_Work item_
Write out the following listing's lines from the one with "self.synthesizer = Synthesizer::new(locale);" to the one with "An empty window", exactly, with both included and no others.

_Source material_
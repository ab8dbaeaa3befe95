//! Analysis pipeline orchestration
//!
//! This module provides the public API for running an analysis. It orchestrates
//! the full pipeline: load → normalize → detect → synthesize → persist.

use crate::detector::PatternDetector;
use crate::encoder::AnalyticRecordEncoder;
use crate::error::AnalysisError;
use crate::loader::ObservationLoader;
use crate::normalizer::ObservationNormalizer;
use crate::store::{AnalyticStore, ObservationSource};
use crate::synthesizer::Synthesizer;
use crate::types::{
    AnalysisOutcome, AnalysisWindow, AnalyticRecord, ChildId, Locale, Observation, Synthesis,
};
use chrono::{DateTime, Utc};
use tracing::{debug, info, warn};

/// Run normalize → detect → synthesize over in-memory observations (stateless, one-shot).
///
/// Nothing is loaded or persisted. Returns `None` for an empty slice.
///
/// # Example
/// ```ignore
/// let synthesis = synthesize(&observations, Locale::Fr);
/// ```
pub fn synthesize(observations: &[Observation], locale: Locale) -> Option<Synthesis> {
    if observations.is_empty() {
        return None;
    }

    let normalized = ObservationNormalizer::normalize_all(observations);
    let patterns = PatternDetector::detect(&normalized);
    Some(Synthesizer::new(locale).synthesize(patterns))
}

/// Result of one child's run inside a batch
#[derive(Debug)]
pub struct BatchEntry {
    pub child_id: ChildId,
    pub result: Result<AnalysisOutcome, AnalysisError>,
}

/// Analysis engine wired to its persistence collaborators.
///
/// Holds no state between runs; every run reads its own window and writes at most
/// one record.
pub struct AnalysisEngine<S, A> {
    loader: ObservationLoader<S>,
    analytics: A,
    synthesizer: Synthesizer,
}

impl<S: ObservationSource, A: AnalyticStore> AnalysisEngine<S, A> {
    /// Create an engine with French wording
    pub fn new(source: S, analytics: A) -> Self {
        Self {
            loader: ObservationLoader::new(source),
            analytics,
            synthesizer: Synthesizer::default(),
        }
    }

    pub fn with_locale(mut self, locale: Locale) -> Self {
        self.synthesizer = Synthesizer::new(locale);
        self
    }

    /// Run the analysis for one child over the 30 days ending now
    pub fn run(&self, child_id: &ChildId) -> Result<AnalysisOutcome, AnalysisError> {
        self.run_at(child_id, Utc::now())
    }

    /// Run the analysis for one child over the 30 days ending at `now`
    ///
    /// An empty window short-circuits to [`AnalysisOutcome::InsufficientData`]
    /// without writing anything.
    pub fn run_at(
        &self,
        child_id: &ChildId,
        now: DateTime<Utc>,
    ) -> Result<AnalysisOutcome, AnalysisError> {
        let window = AnalysisWindow::trailing(now);
        info!(
            child_id = %child_id,
            window_start = %window.start,
            window_end = %window.end,
            "starting analysis"
        );

        // Stage 1: Load the window
        let observations = self
            .loader
            .load(child_id, &window)
            .map_err(AnalysisError::Load)?;

        if observations.is_empty() {
            info!(child_id = %child_id, "no observations in window, skipping analysis");
            return Ok(AnalysisOutcome::insufficient_data());
        }

        // Stage 2: Normalize
        let normalized = ObservationNormalizer::normalize_all(&observations);

        // Stage 3: Detect patterns
        let patterns = PatternDetector::detect(&normalized);
        debug!(
            child_id = %child_id,
            recurring_tags = patterns.recurring_tags.len(),
            difficult_hours = ?patterns.difficult_hours,
            high_intensity = patterns.high_intensity_count,
            "patterns detected"
        );

        // Stage 4: Synthesize text and suggestions
        let synthesis = self.synthesizer.synthesize(patterns);

        // Stage 5: Persist once
        let new_record = AnalyticRecordEncoder::encode(child_id, &window, synthesis)?;
        let record = self
            .analytics
            .create_analytic_record(new_record)
            .map_err(AnalysisError::Persist)?;

        info!(
            child_id = %child_id,
            record_id = %record.id,
            observations = observations.len(),
            suggestions = record.suggestions.len(),
            "analysis stored"
        );

        Ok(AnalysisOutcome::Completed { record })
    }

    /// Run the analysis for several children, one after another, sharing `now`
    ///
    /// A failure for one child is reported in its entry and does not stop the batch.
    pub fn run_batch(&self, child_ids: &[ChildId], now: DateTime<Utc>) -> Vec<BatchEntry> {
        child_ids
            .iter()
            .map(|child_id| {
                let result = self.run_at(child_id, now);
                if let Err(e) = &result {
                    warn!(child_id = %child_id, error = %e, "analysis failed");
                }
                BatchEntry {
                    child_id: child_id.clone(),
                    result,
                }
            })
            .collect()
    }

    /// Run the batch over every child known to the observation source
    pub fn run_all(&self, now: DateTime<Utc>) -> Result<Vec<BatchEntry>, AnalysisError> {
        let child_ids = self
            .loader
            .source()
            .child_ids()
            .map_err(AnalysisError::Load)?;
        Ok(self.run_batch(&child_ids, now))
    }

    /// Past analyses for a child, newest first
    pub fn analytics_history(
        &self,
        child_id: &ChildId,
    ) -> Result<Vec<AnalyticRecord>, AnalysisError> {
        self.analytics
            .analytics_for_child(child_id)
            .map_err(AnalysisError::History)
    }
}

_Response to the task_
        self.synthesizer = Synthesizer::new(locale);
        self
    }

    /// Run the analysis for one child over the 30 days ending now
    pub fn run(&self, child_id: &ChildId) -> Result<AnalysisOutcome, AnalysisError> {
        self.run_at(child_id, Utc::now())
    }

    /// Run the analysis for one child over the 30 days ending at `now`
    ///
    /// An empty window short-circuits to [`AnalysisOutcome::InsufficientData`]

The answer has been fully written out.